Policy

The Return of Old-Fashioned Paternalism

Will limiting our choices save us from ourselves?

|

One of the hot new ideas in the academy is "libertarian paternalism." Richard Thaler and Cass Sunstein, authors of the book Nudge, say the goal is "enlisting the science of choice to make life easier for people" and "gently nudging them in directions that will make their lives better." An example: letting companies enroll workers in 401(k) plans unless they object.

But there's an older and more prevalent notion about how to get people to do things that will make their lives better. You might call it coercive paternalism, and it's thriving.

The most prominent examples are in California, which was once synonymous with freedom. City officials in San Francisco and Los Angeles intend to ensure that individuals are free to do what they want, if what they want is good for them.

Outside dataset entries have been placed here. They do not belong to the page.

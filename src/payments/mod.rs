pub mod error_codes;
pub mod iyzico;
pub mod turinvoice;

use async_trait::async_trait;
use rust_decimal::Decimal;
use serde::{Deserialize, Serialize};

use crate::entities::PaymentProviderKind;
use crate::errors::ServiceError;
use crate::i18n::Locale;

/// Customer details forwarded to a provider during initialization
#[derive(Debug, Clone, Serialize, Deserialize)]
pub struct PaymentCustomer {
    pub name: String,
    pub email: String,
    pub phone: Option<String>,
}

/// Card data for the card-payment provider. Never logged in full.
#[derive(Clone, Serialize, Deserialize)]
pub struct CardDetails {
    pub holder_name: String,
    pub number: String,
    pub expire_month: String,
    pub expire_year: String,
    pub cvc: String,
}

impl std::fmt::Debug for CardDetails {
    fn fmt(&self, f: &mut std::fmt::Formatter<'_>) -> std::fmt::Result {
        let masked = if self.number.len() >= 4 {
            format!("****{}", &self.number[self.number.len() - 4..])
        } else {
            "****".to_string()
        };
        f.debug_struct("CardDetails")
            .field("holder_name", &self.holder_name)
            .field("number", &masked)
            .field("expire_month", &self.expire_month)
            .field("expire_year", &self.expire_year)
            .field("cvc", &"***")
            .finish()
    }
}

/// Normalized initialize-payment request handed to any provider adapter
#[derive(Debug, Clone)]
pub struct PaymentRequest {
    /// Server-recomputed amount in EUR; adapters convert if the provider
    /// settles in another currency
    pub amount_eur: Decimal,
    pub conversation_id: String,
    pub customer: PaymentCustomer,
    pub card: Option<CardDetails>,
    pub description: String,
    pub locale: Locale,
}

/// Successful provider initialization
#[derive(Debug, Clone)]
pub struct ApprovedPayment {
    pub provider_payment_id: String,
    pub provider_order_id: Option<String>,
    /// What the provider reports as actually charged, when it reports it
    pub paid_amount: Option<Decimal>,
    pub currency: String,
    /// Redirect URL for providers that collect payment on their own page
    pub payment_url: Option<String>,
    pub raw: serde_json::Value,
}

/// Provider-declared decline; terminal, carries the provider's error code
#[derive(Debug, Clone)]
pub struct DeclinedPayment {
    pub code: String,
    pub provider_message: Option<String>,
    pub raw: serde_json::Value,
}

/// Result of an initialize call that reached the provider and got a
/// decision back
#[derive(Debug, Clone)]
pub enum PaymentOutcome {
    Approved(ApprovedPayment),
    Declined(DeclinedPayment),
}

/// Where a provider-side order currently stands
#[derive(Debug, Clone, Copy, PartialEq, Eq)]
pub enum OrderState {
    Pending,
    Paid,
    Cancelled,
    Unknown,
}

#[derive(Debug, Clone)]
pub struct OrderStatus {
    pub state: OrderState,
    pub paid_amount: Option<Decimal>,
    pub raw: serde_json::Value,
}

#[derive(Debug, Clone)]
pub struct RefundResult {
    pub provider_refund_id: Option<String>,
    pub raw: serde_json::Value,
}

/// Failures that never carry a provider decision: the network died, the
/// session expired, or the response made no sense. Distinct from a decline,
/// which is a real answer. Only these are retryable.
#[derive(Debug, thiserror::Error)]
pub enum ProviderError {
    #[error("transport error: {0}")]
    Transport(String),

    #[error("session expired: {0}")]
    SessionExpired(String),

    #[error("unexpected provider response: {0}")]
    Protocol(String),
}

impl From<reqwest::Error> for ProviderError {
    fn from(err: reqwest::Error) -> Self {
        ProviderError::Transport(err.to_string())
    }
}

impl From<ProviderError> for ServiceError {
    fn from(err: ProviderError) -> Self {
        ServiceError::ExternalServiceError(err.to_string())
    }
}

/// Capability contract both payment providers implement.
#[cfg_attr(test, mockall::automock)]
#[async_trait]
pub trait PaymentProvider: Send + Sync {
    fn kind(&self) -> PaymentProviderKind;

    async fn initialize(&self, request: &PaymentRequest) -> Result<PaymentOutcome, ProviderError>;

    async fn status(&self, provider_order_id: &str) -> Result<OrderStatus, ProviderError>;

    async fn refund(
        &self,
        provider_order_id: &str,
        amount: Option<Decimal>,
    ) -> Result<RefundResult, ProviderError>;
}

/// Reads the amount a provider reports as charged out of a raw response
/// blob. Providers are inconsistent about the field name and type.
pub fn charged_amount_from_raw(raw: &serde_json::Value) -> Option<Decimal> {
    for key in ["paidPrice", "paidAmount", "amount"] {
        match raw.get(key) {
            Some(serde_json::Value::String(s)) => {
                if let Ok(parsed) = s.parse::<Decimal>() {
                    return Some(parsed);
                }
            }
            Some(serde_json::Value::Number(n)) => {
                use rust_decimal::prelude::FromPrimitive;
                if let Some(parsed) = n.as_f64().and_then(Decimal::from_f64) {
                    return Some(parsed);
                }
            }
            _ => {}
        }
    }
    None
}

#[cfg(test)]
mod tests {
    use super::*;
    use rust_decimal_macros::dec;

    #[test]
    fn card_debug_masks_pan_and_cvc() {
        let card = CardDetails {
            holder_name: "Jane Doe".into(),
            number: "5528790000000008".into(),
            expire_month: "12".into(),
            expire_year: "2030".into(),
            cvc: "123".into(),
        };
        let rendered = format!("{:?}", card);
        assert!(rendered.contains("****0008"));
        assert!(!rendered.contains("5528790000000008"));
        assert!(!rendered.contains("123"));
    }

    #[test]
    fn charged_amount_reads_string_and_number_fields() {
        let raw = serde_json::json!({ "paidPrice": "75.00" });
        assert_eq!(charged_amount_from_raw(&raw), Some(dec!(75.00)));

        let raw = serde_json::json!({ "paidAmount": 3600.5 });
        assert_eq!(charged_amount_from_raw(&raw), Some(dec!(3600.5)));

        let raw = serde_json::json!({ "status": "success" });
        assert_eq!(charged_amount_from_raw(&raw), None);
    }
}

San Francisco, like New York and Seattle, has decreed that chain restaurants must put nutrition information on menus. This policy, a specimen of libertarian paternalism, rests on the unproven assumption that, in the Information Age, people get fat for lack of knowledge rather than lack of willpower. No one seems to have noticed that our forebears, who didn't have access to nutrition data, generally managed to avoid obesity.

But San Francisco recently came up with another gambit in the name of public health. It's the first city in the nation to outlaw the sale of cigarettes in pharmacies.

What is this supposed to accomplish? Trying to reduce smoking by banning pharmacy sales is like trying to discourage driving by banning Chevys. Tobacco addicts have plenty of other places to get their fix.

At least they do for now. Mitch Katz, director of the Department of Public Health, insists that San Francisco "isn't a nanny state." But he leaves no doubt about his grand ambition: "I am not in favor of anybody smoking or anybody selling tobacco."

Until he brings about complete prohibition, the ban will have perverse consequences. The most obvious is to deprive one type of retail establishment of revenue and divert the dollars to other businesses. Marginal neighborhoods will become less attractive sites for pharmacies but more appealing to liquor stores, which is a novel approach to urban renewal.

In Los Angeles, driving out certain businesses is not a potential side effect—it's a conscious policy. The city council recently prohibited the opening of fast-food outlets in the poor, 32-square-mile area known as South Los Angeles. If you're a global corporation selling inexpensive meals to go, Los Angeles has a message for you: Invest anywhere but here. Apparently a vacant lot is better than a Burger King.

Councilwoman Jan Perry believes the measure will assure the locals "greater food options." The Los Angeles Times reports she "said the initiative would give the city time to craft measures to lure sit-down restaurants serving healthier food to a part of the city that desperately wants more of them."

Of course, it could do that without punishing outlets that don't need luring. But if vegetarian and seafood restaurants didn't see the area as profitable before, this law won't change their calculations. It takes an Orwellian mindset to imagine that shutting out McDonald's and KFC will expand, not diminish, the range of dining options in South Los Angeles.

All it will accomplish, as several fast-food workers told the city council, is to deprive residents of jobs in the forbidden outlets. Does anyone think unemployment will improve their diet? Or that a community with fewer jobs will be a more inviting place for preferred restaurants?

Municipal lawmakers blame the chains for obesity, as though these restaurants abduct locals and force them to eat salty, fatty fare. In reality, people in South Los Angeles patronize these places because they like tasty meals at a low price, and because they put less importance on staying slim and living till age 90 than some people think they should.

Libertarian paternalists may think they know better than you how you should live, but generally they limit themselves to promoting informed choices. Coercive paternalists have a simpler approach: telling us what to do.

The advocates say they are not trying to create a nanny state, and they're right. To call these nanny state measures grossly overstates the intrusiveness of nannies.